Understanding Temple Finances as We Wait for the Other Shoe to Drop
By Phil Yannella, Professor of English and American Studies
As I write this, we are waiting to hear how much money Governor Corbett wants to cut from next year’s appropriations for the state-related universities, Temple, Penn State, the University of Pittsburgh, and Lincoln University. I do not know in any detail how the other universities will react to the announcements. But, because we have been through it so many times in years past, I will predict Temple’s reactions. They will be premised on the idea that Temple stands on the edge of a deep financial cliff from which it will plunge if we do not cut expenses, especially at the collegial and department levels. Consequently, this and that will be frozen, this and that real or alleged redundancy in the educational program will be attacked, some deans will be told to pare their budgets, some things will be reorganized, savings will be sought through increased class sizes and increased teaching workloads, promises will be made that administrative budgets will be cut, delegations of students will be bused to Harrisburg to attend rallies and to lobby legislators to give more money, other members of the Temple “family” will be asked to sign petitions, undergraduate tuition increases will be said to be inevitable, and so forth and so on.
This essay has two parts. In the first part, I briefly summarize the major themes of the several articles on the budget that I published in the Faculty Herald over the past year or so. In the second part, I discuss the extremely important, sobering reports on Temple’s current financial situation by two financial agencies, Standard and Poor’s and Moody’s Investor Service.
Here is a summary of the main themes of my earlier articles:
I. Temple’s 2009-10 budget detail included tens of millions of dollars of vaguely described items and discretionary items that could be cut and a $30 million “Contingency” fund. Its 2010-2011, now deposited in Paley Library, also contained vaguely described items, discretionary items, and a “Contingency” fund of $33 million. By cutting some or all of the slushy items and using the “Contingency” fund, cuts to the educational program and increases in tuition could easily have been avoided in past years, but our Board of Trustees and central administration chose to preserve slushy budget items and the “Contingency” money. We do not have access to the current budget detail, but we can infer that it contains considerable slush and a “Contingency” fund.
II. Temple had an operating surplus of $94.2 million in 2010-11 We could have avoided a 10% undergraduate tuition increase and cuts to college budgets by having, say, a $40 million surplus instead of that $94.2 million surplus. I was not and am not arguing that Temple should break even or run deficits. Surpluses are great things to have. Running a smaller surplus and avoiding the collegial cuts and tuition increases would not have harmed our ratings by those outside financial agencies. But our Board of Trustees and Central Administration chose not to do that.
III. Asserting that it is building for the future, that building is absolutely essential to attract future students, our Board of Trustees and Central Administration have planned a number of costly construction projects.

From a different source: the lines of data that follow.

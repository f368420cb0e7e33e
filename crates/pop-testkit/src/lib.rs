//! # Proof-of-Prompt Testkit
//!
//! Testing utilities for Proof-of-Prompt.
//!
//! ## Overview
//!
//! - **Golden vectors**: canonicalization and fingerprint cases with fixed
//!   expected outputs
//! - **Generators**: proptest strategies for content and registry inputs
//! - **Fixtures**: a ready-made local ledger with wallets and stores
//!
//! ## Golden Vectors
//!
//! ```rust
//! use pop_testkit::vectors::verify_all_vectors;
//!
//! verify_all_vectors().unwrap();
//! ```
//!
//! ## Property Testing
//!
//! ```rust,ignore
//! use proptest::prelude::*;
//! use pop_testkit::generators::messy_text;
//!
//! proptest! {
//!     #[test]
//!     fn canonical_text_is_stable(text in messy_text()) {
//!         let once = pop_core::canonicalize_text(&text);
//!         prop_assert_eq!(pop_core::canonicalize_text(&once), once);
//!     }
//! }
//! ```
//!
//! ## Test Fixtures
//!
//! ```rust,no_run
//! use pop_testkit::fixtures::TestFixture;
//!
//! async fn example() {
//!     let fixture = TestFixture::new().await;
//!     let alice = fixture.service(&fixture.alice).await;
//!     let bob = fixture.service(&fixture.bob).await;
//! }
//! ```

pub mod fixtures;
pub mod generators;
pub mod vectors;

pub use fixtures::TestFixture;
pub use vectors::{all_vectors, verify_all_vectors, GoldenVector};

Part of the funding for the initial projects, perhaps $30 to $40 million in each of the last two years, has come from tuition money. Why should current students be “taxed” to create a more entertaining, prettier, and more convenient environment for future students? They should not, I would argue. What would our fiscal situation be if some of the projects, those not supported by donors or by State capital funds, were put on hold? A lot better, a lot less risky, I have argued. Our Board and Central Administration, though, chose construction.
No member of Temple’s administration ever challenged my facts or anything else contained in my earlier articles. But from time to time I have heard it said that certain of my ideas, such as using the surpluses and the “Contingency” funds to avoid collegial cuts and tuition increases, cannot possibly be done because the University must satisfy outside financial agencies such as Moody’s that it has such money. In his recent “White Paper” on reorganization, for instance, Provost Englert remarked that one of our goals was to “maintain financial stability, including stable bond ratings (which are independent assessments of the financial health of an institution).” He extended this remark in an appendix that cited a recent Moody’s document about the top factors driving higher education financial ratings upgrades and downgrades, one of which states that universities should show “consistently strong operating performance and retention of surpluses.” However, Moody’s says nothing whatsoever about optimal surpluses or managing budgets so that they produce a meaningful surplus but do not cut essentials or increase tuition. Indeed, universities with higher ratings than Temple’s sometimes report significantly smaller surpluses as measured by surplus as a percentage of overall operating expenses.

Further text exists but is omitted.